#[cfg(test)]
mod tests {
    use super::*;

    // NOTE: for more comprehensive tests, see `proxy-tester`.

    // Greeting messages tests using dummy stream to validate errors

    const GOOGLE_ADDR: &str = "google.com:80";

    fn socks5_dummy() -> tokio_test::io::Mock {
        tokio_test::io::Builder::new()
            .write(&[5, 2, AuthMethod::NO_AUTH_REQUIRED, AuthMethod::USERNAME_PASSWORD])
            .read(&[5, AuthMethod::USERNAME_PASSWORD])
            .build()
    }

    #[tokio::test]
    async fn invalid_username() {
        let err = Socks5Stream::connect_with_password(socks5_dummy(), GOOGLE_ADDR, "", "x".repeat(255))
            .await
            .unwrap_err();
        assert_eq!(err.kind(), io::ErrorKind::InvalidInput);
        assert_eq!(err.to_string(), "invalid username");

        let err = Socks5Stream::connect_with_password(socks5_dummy(), GOOGLE_ADDR, "x".repeat(256), "x".repeat(255))
            .await
            .unwrap_err();
        assert_eq!(err.kind(), io::ErrorKind::InvalidInput);
        assert_eq!(err.to_string(), "invalid username");
    }

    #[tokio::test]
    async fn invalid_password() {
        let err = Socks5Stream::connect_with_password(socks5_dummy(), GOOGLE_ADDR, "x".repeat(255), "")
            .await
            .unwrap_err();
        assert_eq!(err.kind(), io::ErrorKind::InvalidInput);
        assert_eq!(err.to_string(), "invalid password");

        let err = Socks5Stream::connect_with_password(socks5_dummy(), GOOGLE_ADDR, "x".repeat(255), "x".repeat(256))
            .await
            .unwrap_err();
        assert_eq!(err.kind(), io::ErrorKind::InvalidInput);
        assert_eq!(err.to_string(), "invalid password");
    }

    // address encoding tests

    async fn assert_encoding(addr: DestAddr, encoded: &[u8]) {
        // encode
        let mut buf = [0; ADDR_MAX_LEN];
        let len = write_addr(&addr, &mut buf).unwrap();
        assert_eq!(&buf[..len], encoded);

        // decode
        let mut reader = tokio_test::io::Builder::new().read(encoded).build();
        let decoded = read_addr(&mut reader).await.unwrap();
        assert_eq!(decoded, addr);
    }

    #[tokio::test]
    async fn ipv4_addr() {
        assert_encoding("192.168.0.39:80".to_dest_addr().unwrap(), &[1, 192, 168, 0, 39, 0, 80]).await;
    }

    #[tokio::test]
    async fn ipv6_addr() {
        assert_encoding(
            "[2001:db8:85a3:8d3:1319:8a2e:370:7348]:443".to_dest_addr().unwrap(),
            &[
                4, 32, 1, 13, 184, 133, 163, 8, 211, 19, 25, 138, 46, 3, 112, 115, 72, 1, 187,
            ],
        )
        .await;
    }

    #[tokio::test]
    async fn domain_addr() {
        assert_encoding(
            "devolutions.net:80".to_dest_addr().unwrap(),
            &[
                3, 15, 100, 101, 118, 111, 108, 117, 116, 105, 111, 110, 115, 46, 110, 101, 116, 0, 80,
            ],
        )
        .await;
    }
}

•••••

Assignment: Above are the records; retype every one exactly.

Reply:
#[cfg(test)]
mod tests {
    use super::*;

    // NOTE: for more comprehensive tests, see `proxy-tester`.

    // Greeting messages tests using dummy stream to validate errors

    const GOOGLE_ADDR: &str = "google.com:80";

    fn socks5_dummy() -> tokio_test::io::Mock {
        tokio_test::io::Builder::new()
            .write(&[5, 2, AuthMethod::NO_AUTH_REQUIRED, AuthMethod::USERNAME_PASSWORD])
            .read(&[5, AuthMethod::USERNAME_PASSWORD])
            .build()
    }

    #[tokio::test]
    async fn invalid_username() {
        let err = Socks5Stream::connect_with_password(socks5_dummy(), GOOGLE_ADDR, "", "x".repeat(255))
            .await
            .unwrap_err();
        assert_eq!(err.kind(), io::ErrorKind::InvalidInput);
        assert_eq!(err.to_string(), "invalid username");

        let err = Socks5Stream::connect_with_password(socks5_dummy(), GOOGLE_ADDR, "x".repeat(256), "x".repeat(255))
            .await
            .unwrap_err();
        assert_eq!(err.kind(), io::ErrorKind::InvalidInput);
        assert_eq!(err.to_string(), "invalid username");
    }

    #[tokio::test]
    async fn invalid_password() {
        let err = Socks5Stream::connect_with_password(socks5_dummy(), GOOGLE_ADDR, "x".repeat(255), "")
            .await
            .unwrap_err();
        assert_eq!(err.kind(), io::ErrorKind::InvalidInput);
        assert_eq!(err.to_string(), "invalid password");

        let err = Socks5Stream::connect_with_password(socks5_dummy(), GOOGLE_ADDR, "x".repeat(255), "x".repeat(256))
            .await
            .unwrap_err();
        assert_eq!(err.kind(), io::ErrorKind::InvalidInput);
        assert_eq!(err.to_string(), "invalid password");
    }

    // address encoding tests

    async fn assert_encoding(addr: DestAddr, encoded: &[u8]) {
        // encode
        let mut buf = [0; ADDR_MAX_LEN];
        let len = write_addr(&addr, &mut buf).unwrap();
        assert_eq!(&buf[..len], encoded);

        // decode
        let mut reader = tokio_test::io::Builder::new().read(encoded).build();
        let decoded = read_addr(&mut reader).await.unwrap();
        assert_eq!(decoded, addr);
    }

    #[tokio::test]
    async fn ipv4_addr() {
        assert_encoding("192.168.0.39:80".to_dest_addr().unwrap(), &[1, 192, 168, 0, 39, 0, 80]).await;
    }

    #[tokio::test]
    async fn ipv6_addr() {
        assert_encoding(
            "[2001:db8:85a3:8d3:1319:8a2e:370:7348]:443".to_dest_addr().unwrap(),
            &[
                4, 32, 1, 13, 184, 133, 163, 8, 211, 19, 25, 138, 46, 3, 112, 115, 72, 1, 187,
            ],
        )
        .await;
    }

    #[tokio::test]
    async fn domain_addr() {
        assert_encoding(
            "devolutions.net:80".to_dest_addr().unwrap(),
            &[
                3, 15, 100, 101, 118, 111, 108, 117, 116, 105, 111, 110, 115, 46, 110, 101, 116, 0, 80,
            ],
        )
        .await;
    }
}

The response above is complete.